Closed johnchandlerburnham closed 4 years ago
Here is an example how to do it:
p :: Parser (String, String)
p = (,)
<$> sepBy (char 'a') (try (char 's' <* notFollowedBy (char 'o')))
<*> string "something"
I believe this is called "non-greedy", not "non-eager".
I thought "greedy" and "eager" were synonyms, but I may be mistaken.
Using notFollowedBy
is fine when you know the parser that follows, but I'm not sure it's general if you have:
p :: Parser a -> Parser (String, a)
p q = (,)
<$> sepBy (char 'a') (try (char 's' <* notFollowedBy undefined))
<*> q
My specific use case for non-greedy sepBy'
was similar to this. I'm using Megaparsec to write the Haskell implementation of the Formality proof language, and ran into an issue on the case
expression parser: https://github.com/moonad/Formality-Haskell/blob/353383df1202c7467f3842663fc6eacf3ee5c79f/src/Parser/Lang.hs#L311
case x
| true => 1
| false => 2
: Number
Essentially, I had to have my space consumer parser as the separator between different case variants (e.g. | true => 1
), but not consume any space after the last variant if the type annotation is omitted. Would be infeasible to use notFollowedBy
, since the next parser could be many many different things depending on context.
Anyway, I already solved my issue using the non-greedy sepBy1'
, but I thought I'd offer to upstream a PR here since it seemed like something other people have also been confused by. No problem whatsoever if that's not of interest, big fan of your library!

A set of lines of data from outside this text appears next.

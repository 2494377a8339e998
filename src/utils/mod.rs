//! Utility functions and helpers
//!
//! This module contains cryptographic utilities and other helper
//! functions used throughout the ledger.

pub mod crypto;

pub use crypto::{current_timestamp, sha256_digest};
use crate::core::{
    hash_block, Block, ConsensusResolver, Ledger, ProofOfWork, Transaction,
};
use crate::error::{LedgerError, Result};
use crate::network::client::fetch_chain;
use crate::network::PeerRegistry;
use log::{error, info, warn};
use serde::{Deserialize, Serialize};
use serde_json::Deserializer;
use std::io::BufReader;
use std::net::{Shutdown, SocketAddr, TcpListener, TcpStream};
use std::sync::{Arc, Mutex};
use std::thread;
use std::time::Duration;

const TCP_READ_TIMEOUT_SECS: u64 = 60;

// The reward transaction minted into every forged block
const REWARD_OWNER: &str = "0";
const REWARD_STAMP: &str = "Genesis Stamp";
const REWARD_YEAR: i64 = 0;
const REWARD_VALUE: u64 = 0;

/// Requests a client can send to a node. One JSON value per request.
#[derive(Debug, Serialize, Deserialize)]
pub enum Request {
    Mine,
    SubmitTransaction {
        owner: Option<String>,
        stamp: Option<String>,
        year: Option<i64>,
        value: Option<u64>,
    },
    GetChain,
    GetChainLength,
    RegisterNodes {
        nodes: Vec<String>,
    },
    ListNodes,
    Resolve,
}

/// Responses a node sends back, one per request.
#[derive(Debug, Serialize, Deserialize)]
pub enum Response {
    BlockForged {
        message: String,
        index: u64,
        transactions: Vec<Transaction>,
        proof: u64,
        previous_hash: String,
    },
    TransactionAccepted {
        message: String,
        block_index: u64,
    },
    Chain {
        chain: Vec<Block>,
        length: usize,
    },
    ChainLength {
        length: usize,
    },
    NodesRegistered {
        message: String,
        total_nodes: Vec<String>,
    },
    Nodes {
        nodes: Vec<String>,
    },
    Resolved {
        message: String,
        replaced: bool,
        chain: Vec<Block>,
    },
    Error {
        message: String,
    },
}

/// Request server exposing the ledger operations over JSON-over-TCP.
///
/// The ledger is the single shared mutable resource; every operation that
/// touches it takes the mutex for its whole duration, including the
/// proof-of-work search during mining. Peer chain fetches happen outside
/// the lock so the core never blocks on the network.
pub struct Server {
    ledger: Arc<Mutex<Ledger>>,
    peers: Arc<PeerRegistry>,
}

impl Server {
    pub fn new(ledger: Ledger) -> Self {
        Self {
            ledger: Arc::new(Mutex::new(ledger)),
            peers: Arc::new(PeerRegistry::new()),
        }
    }

    /// Run the server, accepting connections until the process exits.
    pub fn run(&self, addr: &str) -> Result<()> {
        let listener = TcpListener::bind(addr)
            .map_err(|e| LedgerError::Network(format!("Failed to bind to {addr}: {e}")))?;

        info!("Node listening on {addr}");

        for stream in listener.incoming() {
            match stream {
                Ok(stream) => {
                    let peer_addr = match stream.peer_addr() {
                        Ok(addr) => addr,
                        Err(e) => {
                            error!("Failed to get peer address: {e}");
                            continue;
                        }
                    };

                    let ledger = Arc::clone(&self.ledger);
                    let peers = Arc::clone(&self.peers);

                    thread::spawn(move || {
                        if let Err(e) = Self::handle_connection(ledger, peers, stream, peer_addr) {
                            error!("Error handling connection from {peer_addr}: {e}");
                        }
                    });
                }
                Err(e) => {
                    error!("Error accepting connection: {e}");
                }
            }
        }

        Ok(())
    }

    /// Handle an individual connection: one response per request, until the
    /// client hangs up.
    fn handle_connection(
        ledger: Arc<Mutex<Ledger>>,
        peers: Arc<PeerRegistry>,
        stream: TcpStream,
        peer_addr: SocketAddr,
    ) -> Result<()> {
        stream
            .set_read_timeout(Some(Duration::from_secs(TCP_READ_TIMEOUT_SECS)))
            .map_err(|e| LedgerError::Network(format!("Failed to set read timeout: {e}")))?;

        let reader = BufReader::new(&stream);
        let request_reader = Deserializer::from_reader(reader).into_iter::<Request>();

        for request in request_reader {
            let request = request
                .map_err(|e| LedgerError::Network(format!("Failed to deserialize request: {e}")))?;

            info!("Received request from {peer_addr}: {request:?}");

            // No error is swallowed: a failed operation is reported back to
            // the caller that issued it
            let response = match Self::process_request(&ledger, &peers, request) {
                Ok(response) => response,
                Err(e) => Response::Error {
                    message: e.to_string(),
                },
            };

            serde_json::to_writer(&stream, &response)
                .map_err(|e| LedgerError::Network(format!("Failed to send response: {e}")))?;
        }

        let _ = stream.shutdown(Shutdown::Both);
        Ok(())
    }

    /// Dispatch a request to the matching operation handler.
    fn process_request(
        ledger: &Arc<Mutex<Ledger>>,
        peers: &Arc<PeerRegistry>,
        request: Request,
    ) -> Result<Response> {
        match request {
            Request::Mine => Self::handle_mine(ledger),
            Request::SubmitTransaction {
                owner,
                stamp,
                year,
                value,
            } => Self::handle_submit_transaction(ledger, owner, stamp, year, value),
            Request::GetChain => Self::handle_get_chain(ledger),
            Request::GetChainLength => Self::handle_get_chain_length(ledger),
            Request::RegisterNodes { nodes } => Self::handle_register_nodes(peers, nodes),
            Request::ListNodes => Self::handle_list_nodes(peers),
            Request::Resolve => Self::handle_resolve(ledger, peers),
        }
    }

    /// Forge a new block: run the proof-of-work search against the last
    /// block's proof, mint the reward transaction, then seal and append.
    ///
    /// The whole sequence holds the ledger mutex, so a transaction submitted
    /// mid-mine queues either before or after the seal-and-clear step.
    fn handle_mine(ledger: &Arc<Mutex<Ledger>>) -> Result<Response> {
        let mut ledger = ledger
            .lock()
            .expect("Failed to acquire ledger lock - this should never happen");

        let last_block = ledger.last_block();
        let last_proof = last_block.get_proof();
        let previous_hash = hash_block(last_block)?;

        let proof = ProofOfWork::new(last_proof).run();

        ledger.new_transaction(Transaction::new(
            REWARD_OWNER.to_string(),
            REWARD_STAMP.to_string(),
            REWARD_YEAR,
            REWARD_VALUE,
        ));

        let block = ledger.new_block(proof, Some(previous_hash))?;
        info!("New block forged at index {}", block.get_index());

        Ok(Response::BlockForged {
            message: "New Block Forged".to_string(),
            index: block.get_index(),
            transactions: block.get_transactions().to_vec(),
            proof: block.get_proof(),
            previous_hash: block.get_previous_hash().to_string(),
        })
    }

    /// Queue a submitted transaction. A missing field rejects the
    /// submission and leaves the pending pool unchanged.
    fn handle_submit_transaction(
        ledger: &Arc<Mutex<Ledger>>,
        owner: Option<String>,
        stamp: Option<String>,
        year: Option<i64>,
        value: Option<u64>,
    ) -> Result<Response> {
        let transaction = Transaction::from_parts(owner, stamp, year, value)?;

        let mut ledger = ledger
            .lock()
            .expect("Failed to acquire ledger lock - this should never happen");
        let block_index = ledger.new_transaction(transaction);

        Ok(Response::TransactionAccepted {
            message: format!("Stamp Transaction will be added to Block {block_index}"),
            block_index,
        })
    }

    fn handle_get_chain(ledger: &Arc<Mutex<Ledger>>) -> Result<Response> {
        let ledger = ledger
            .lock()
            .expect("Failed to acquire ledger lock - this should never happen");

        Ok(Response::Chain {
            chain: ledger.chain().to_vec(),
            length: ledger.len(),
        })
    }

    fn handle_get_chain_length(ledger: &Arc<Mutex<Ledger>>) -> Result<Response> {
        let ledger = ledger
            .lock()
            .expect("Failed to acquire ledger lock - this should never happen");

        Ok(Response::ChainLength {
            length: ledger.len(),
        })
    }

    fn handle_register_nodes(peers: &Arc<PeerRegistry>, nodes: Vec<String>) -> Result<Response> {
        if nodes.is_empty() {
            return Err(LedgerError::Network(
                "Please supply a valid list of nodes".to_string(),
            ));
        }

        for node in &nodes {
            peers.register(node);
            info!("Registered peer node {node}");
        }

        Ok(Response::NodesRegistered {
            message: "New nodes have been added".to_string(),
            total_nodes: peers.get_peers(),
        })
    }

    fn handle_list_nodes(peers: &Arc<PeerRegistry>) -> Result<Response> {
        Ok(Response::Nodes {
            nodes: peers.get_peers(),
        })
    }

    /// Fetch every registered peer's chain, then run the longest-valid-chain
    /// rule over the candidates that arrived intact.
    ///
    /// An unreachable peer or a malformed chain is skipped; one bad peer
    /// never prevents evaluating the others.
    fn handle_resolve(
        ledger: &Arc<Mutex<Ledger>>,
        peers: &Arc<PeerRegistry>,
    ) -> Result<Response> {
        let mut candidates = Vec::new();
        for peer in peers.get_peers() {
            match fetch_chain(&peer) {
                Ok(chain) => candidates.push(chain),
                Err(e) => warn!("Skipping peer {peer}: {e}"),
            }
        }

        let mut ledger = ledger
            .lock()
            .expect("Failed to acquire ledger lock - this should never happen");
        let outcome = ConsensusResolver::resolve(&mut ledger, candidates);

        let message = if outcome.replaced() {
            "Our chain was replaced".to_string()
        } else {
            "Our chain is authoritative".to_string()
        };

        Ok(Response::Resolved {
            message,
            replaced: outcome.replaced(),
            chain: ledger.chain().to_vec(),
        })
    }
}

It is not general, you need to tune it according to the specific grammar you want to parse.
The problem is that non-greedy versions require try
and all the combinators like this come from the parser-combinators
package which works with any Applicative
/ Alternative
/ Monad
instances and doesn't know anything about try
(which is often a good thing because the package can be used with other parsing libraries and it is easier to reason about combinators that cannot use try
).
Your idea is not unreasonable, it's just there is an endless amount of combinators that we can have and I need to decide what to include and what not to include and where to draw the line.
Okay, not wanting to have the combinators depend on try
makes sense to me. Thanks!
Here is an example how to do it:
p :: Parser (String, String) p = (,) <$> sepBy (char 'a') (try (char 's' <* notFollowedBy (char 'o'))) <*> string "something"
Here notFollowedBy (char 'o')
is needed to not match on the second letter of "something"
. In case you want to parse something else than "something"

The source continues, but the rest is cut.